**** Dataset excerpts ****
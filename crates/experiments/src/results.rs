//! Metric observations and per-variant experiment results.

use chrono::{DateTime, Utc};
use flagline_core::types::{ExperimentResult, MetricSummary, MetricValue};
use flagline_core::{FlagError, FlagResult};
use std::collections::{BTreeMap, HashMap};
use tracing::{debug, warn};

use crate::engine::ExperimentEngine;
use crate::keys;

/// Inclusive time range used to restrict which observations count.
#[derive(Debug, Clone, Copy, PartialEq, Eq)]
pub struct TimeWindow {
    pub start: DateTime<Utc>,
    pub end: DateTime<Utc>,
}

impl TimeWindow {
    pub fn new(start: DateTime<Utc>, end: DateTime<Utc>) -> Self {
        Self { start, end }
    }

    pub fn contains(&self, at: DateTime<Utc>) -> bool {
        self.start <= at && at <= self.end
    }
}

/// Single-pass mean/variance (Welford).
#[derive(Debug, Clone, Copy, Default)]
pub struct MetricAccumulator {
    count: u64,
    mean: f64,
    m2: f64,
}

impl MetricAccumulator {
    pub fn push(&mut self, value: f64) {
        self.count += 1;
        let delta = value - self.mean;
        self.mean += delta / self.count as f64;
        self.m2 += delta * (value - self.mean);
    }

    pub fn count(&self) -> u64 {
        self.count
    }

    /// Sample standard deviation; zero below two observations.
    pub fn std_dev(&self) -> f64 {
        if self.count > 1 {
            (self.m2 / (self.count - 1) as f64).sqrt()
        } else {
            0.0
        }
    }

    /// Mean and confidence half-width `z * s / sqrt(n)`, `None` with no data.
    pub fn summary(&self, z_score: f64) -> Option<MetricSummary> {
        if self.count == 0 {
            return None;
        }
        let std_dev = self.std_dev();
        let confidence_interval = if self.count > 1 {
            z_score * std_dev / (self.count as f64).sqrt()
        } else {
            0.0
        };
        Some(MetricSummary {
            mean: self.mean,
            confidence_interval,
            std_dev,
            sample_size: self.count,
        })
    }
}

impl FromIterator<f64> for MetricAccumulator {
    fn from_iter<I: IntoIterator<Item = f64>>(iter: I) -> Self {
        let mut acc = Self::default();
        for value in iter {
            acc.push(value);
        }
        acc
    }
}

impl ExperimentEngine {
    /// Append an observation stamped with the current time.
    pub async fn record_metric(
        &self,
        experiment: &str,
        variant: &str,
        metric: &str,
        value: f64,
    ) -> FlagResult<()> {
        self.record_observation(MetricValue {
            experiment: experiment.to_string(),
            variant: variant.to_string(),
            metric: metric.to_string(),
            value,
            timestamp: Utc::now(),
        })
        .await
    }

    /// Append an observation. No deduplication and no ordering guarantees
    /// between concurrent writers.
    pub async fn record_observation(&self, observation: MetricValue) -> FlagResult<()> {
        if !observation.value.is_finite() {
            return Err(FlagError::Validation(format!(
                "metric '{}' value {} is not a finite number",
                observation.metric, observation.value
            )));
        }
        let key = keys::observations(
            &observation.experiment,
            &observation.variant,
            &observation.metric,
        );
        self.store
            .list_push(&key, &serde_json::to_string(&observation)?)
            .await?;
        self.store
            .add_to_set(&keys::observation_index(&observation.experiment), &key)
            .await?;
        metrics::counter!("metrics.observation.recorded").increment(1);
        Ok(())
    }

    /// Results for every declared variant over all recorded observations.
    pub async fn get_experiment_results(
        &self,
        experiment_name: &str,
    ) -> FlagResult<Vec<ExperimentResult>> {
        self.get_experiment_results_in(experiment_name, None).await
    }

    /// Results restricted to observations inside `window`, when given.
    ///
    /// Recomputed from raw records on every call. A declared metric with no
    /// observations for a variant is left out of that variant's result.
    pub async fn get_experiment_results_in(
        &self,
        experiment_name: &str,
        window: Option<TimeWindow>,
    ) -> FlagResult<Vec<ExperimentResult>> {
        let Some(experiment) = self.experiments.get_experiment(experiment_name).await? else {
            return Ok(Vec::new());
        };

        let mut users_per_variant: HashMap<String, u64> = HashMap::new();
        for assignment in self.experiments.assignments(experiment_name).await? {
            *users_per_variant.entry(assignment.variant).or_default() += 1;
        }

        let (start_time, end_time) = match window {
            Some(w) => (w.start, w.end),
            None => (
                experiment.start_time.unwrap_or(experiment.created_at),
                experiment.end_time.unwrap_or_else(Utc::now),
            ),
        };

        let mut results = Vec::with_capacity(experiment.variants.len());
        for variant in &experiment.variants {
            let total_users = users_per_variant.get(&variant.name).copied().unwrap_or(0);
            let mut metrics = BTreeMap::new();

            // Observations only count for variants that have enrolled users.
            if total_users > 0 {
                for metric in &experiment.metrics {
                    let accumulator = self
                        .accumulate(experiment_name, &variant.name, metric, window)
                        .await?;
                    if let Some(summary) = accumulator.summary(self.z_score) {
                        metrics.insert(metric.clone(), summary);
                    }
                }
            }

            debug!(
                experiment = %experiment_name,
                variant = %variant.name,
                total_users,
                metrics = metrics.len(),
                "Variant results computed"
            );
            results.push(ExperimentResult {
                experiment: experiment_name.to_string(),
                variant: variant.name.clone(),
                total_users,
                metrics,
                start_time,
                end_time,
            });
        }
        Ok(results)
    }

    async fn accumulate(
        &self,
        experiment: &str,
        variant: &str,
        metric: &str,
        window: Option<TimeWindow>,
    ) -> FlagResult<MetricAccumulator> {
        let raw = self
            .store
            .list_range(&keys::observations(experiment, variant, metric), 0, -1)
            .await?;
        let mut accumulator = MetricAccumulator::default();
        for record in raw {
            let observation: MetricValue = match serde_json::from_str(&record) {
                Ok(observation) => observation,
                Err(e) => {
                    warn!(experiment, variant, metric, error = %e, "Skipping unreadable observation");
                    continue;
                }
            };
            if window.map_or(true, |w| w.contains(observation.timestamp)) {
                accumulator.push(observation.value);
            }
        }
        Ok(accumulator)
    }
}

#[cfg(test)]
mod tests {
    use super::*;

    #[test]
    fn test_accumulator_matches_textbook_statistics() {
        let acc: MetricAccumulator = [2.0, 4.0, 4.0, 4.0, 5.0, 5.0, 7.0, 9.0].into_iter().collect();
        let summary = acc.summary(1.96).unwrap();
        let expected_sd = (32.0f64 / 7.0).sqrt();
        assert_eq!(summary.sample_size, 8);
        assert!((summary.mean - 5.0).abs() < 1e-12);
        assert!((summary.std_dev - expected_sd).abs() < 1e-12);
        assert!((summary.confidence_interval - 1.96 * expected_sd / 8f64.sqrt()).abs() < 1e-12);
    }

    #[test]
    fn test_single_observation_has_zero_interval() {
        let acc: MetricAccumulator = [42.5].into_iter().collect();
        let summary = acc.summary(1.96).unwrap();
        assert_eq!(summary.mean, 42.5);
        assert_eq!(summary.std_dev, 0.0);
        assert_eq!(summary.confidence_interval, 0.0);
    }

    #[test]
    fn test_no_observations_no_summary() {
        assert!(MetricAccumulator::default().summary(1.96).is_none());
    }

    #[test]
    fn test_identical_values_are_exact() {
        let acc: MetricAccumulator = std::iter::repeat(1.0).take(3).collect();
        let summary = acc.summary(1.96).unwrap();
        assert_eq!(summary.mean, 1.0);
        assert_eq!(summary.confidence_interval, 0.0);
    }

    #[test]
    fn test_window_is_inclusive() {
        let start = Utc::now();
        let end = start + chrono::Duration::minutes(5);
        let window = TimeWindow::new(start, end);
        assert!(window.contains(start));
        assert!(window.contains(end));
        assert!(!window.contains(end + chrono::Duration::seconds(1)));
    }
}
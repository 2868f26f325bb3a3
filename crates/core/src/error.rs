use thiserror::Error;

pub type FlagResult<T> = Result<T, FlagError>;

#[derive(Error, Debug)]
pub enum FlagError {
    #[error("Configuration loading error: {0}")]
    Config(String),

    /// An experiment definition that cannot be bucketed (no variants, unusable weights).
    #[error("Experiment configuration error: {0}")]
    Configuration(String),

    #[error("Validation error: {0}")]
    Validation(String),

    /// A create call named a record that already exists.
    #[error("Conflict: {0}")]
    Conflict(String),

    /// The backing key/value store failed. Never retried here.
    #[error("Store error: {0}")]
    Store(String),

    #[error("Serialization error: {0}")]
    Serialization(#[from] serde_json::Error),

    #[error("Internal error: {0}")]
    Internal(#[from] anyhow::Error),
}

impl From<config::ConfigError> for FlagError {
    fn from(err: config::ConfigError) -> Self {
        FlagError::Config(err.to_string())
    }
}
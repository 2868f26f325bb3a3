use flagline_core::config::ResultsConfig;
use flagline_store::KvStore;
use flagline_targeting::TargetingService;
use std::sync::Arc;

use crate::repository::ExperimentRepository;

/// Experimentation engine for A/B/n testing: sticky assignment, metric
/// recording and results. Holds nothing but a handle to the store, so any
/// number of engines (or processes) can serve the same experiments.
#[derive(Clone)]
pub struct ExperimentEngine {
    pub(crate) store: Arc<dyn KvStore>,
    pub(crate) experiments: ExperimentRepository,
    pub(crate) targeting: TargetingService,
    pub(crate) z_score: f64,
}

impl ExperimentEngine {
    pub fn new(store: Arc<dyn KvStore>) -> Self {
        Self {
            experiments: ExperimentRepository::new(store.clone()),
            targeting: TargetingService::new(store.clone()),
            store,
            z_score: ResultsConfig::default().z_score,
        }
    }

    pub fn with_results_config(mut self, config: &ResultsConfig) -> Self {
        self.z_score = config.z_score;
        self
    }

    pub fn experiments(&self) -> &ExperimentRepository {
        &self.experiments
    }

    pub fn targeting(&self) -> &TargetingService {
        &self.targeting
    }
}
****
Start with the first line. Please copy exactly each line of the listing through the one with "pub fn contains(&self, at: DateTime<Utc>)", including it.

Task result —
filename crates/experiments/src/results.rs
//! Metric observations and per-variant experiment results.

use chrono::{DateTime, Utc};
use flagline_core::types::{ExperimentResult, MetricSummary, MetricValue};
use flagline_core::{FlagError, FlagResult};
use std::collections::{BTreeMap, HashMap};
use tracing::{debug, warn};

use crate::engine::ExperimentEngine;
use crate::keys;

/// Inclusive time range used to restrict which observations count.
#[derive(Debug, Clone, Copy, PartialEq, Eq)]
pub struct TimeWindow {
    pub start: DateTime<Utc>,
    pub end: DateTime<Utc>,
}

impl TimeWindow {
    pub fn new(start: DateTime<Utc>, end: DateTime<Utc>) -> Self {
        Self { start, end }
    }

    pub fn contains(&self, at: DateTime<Utc>) -> bool {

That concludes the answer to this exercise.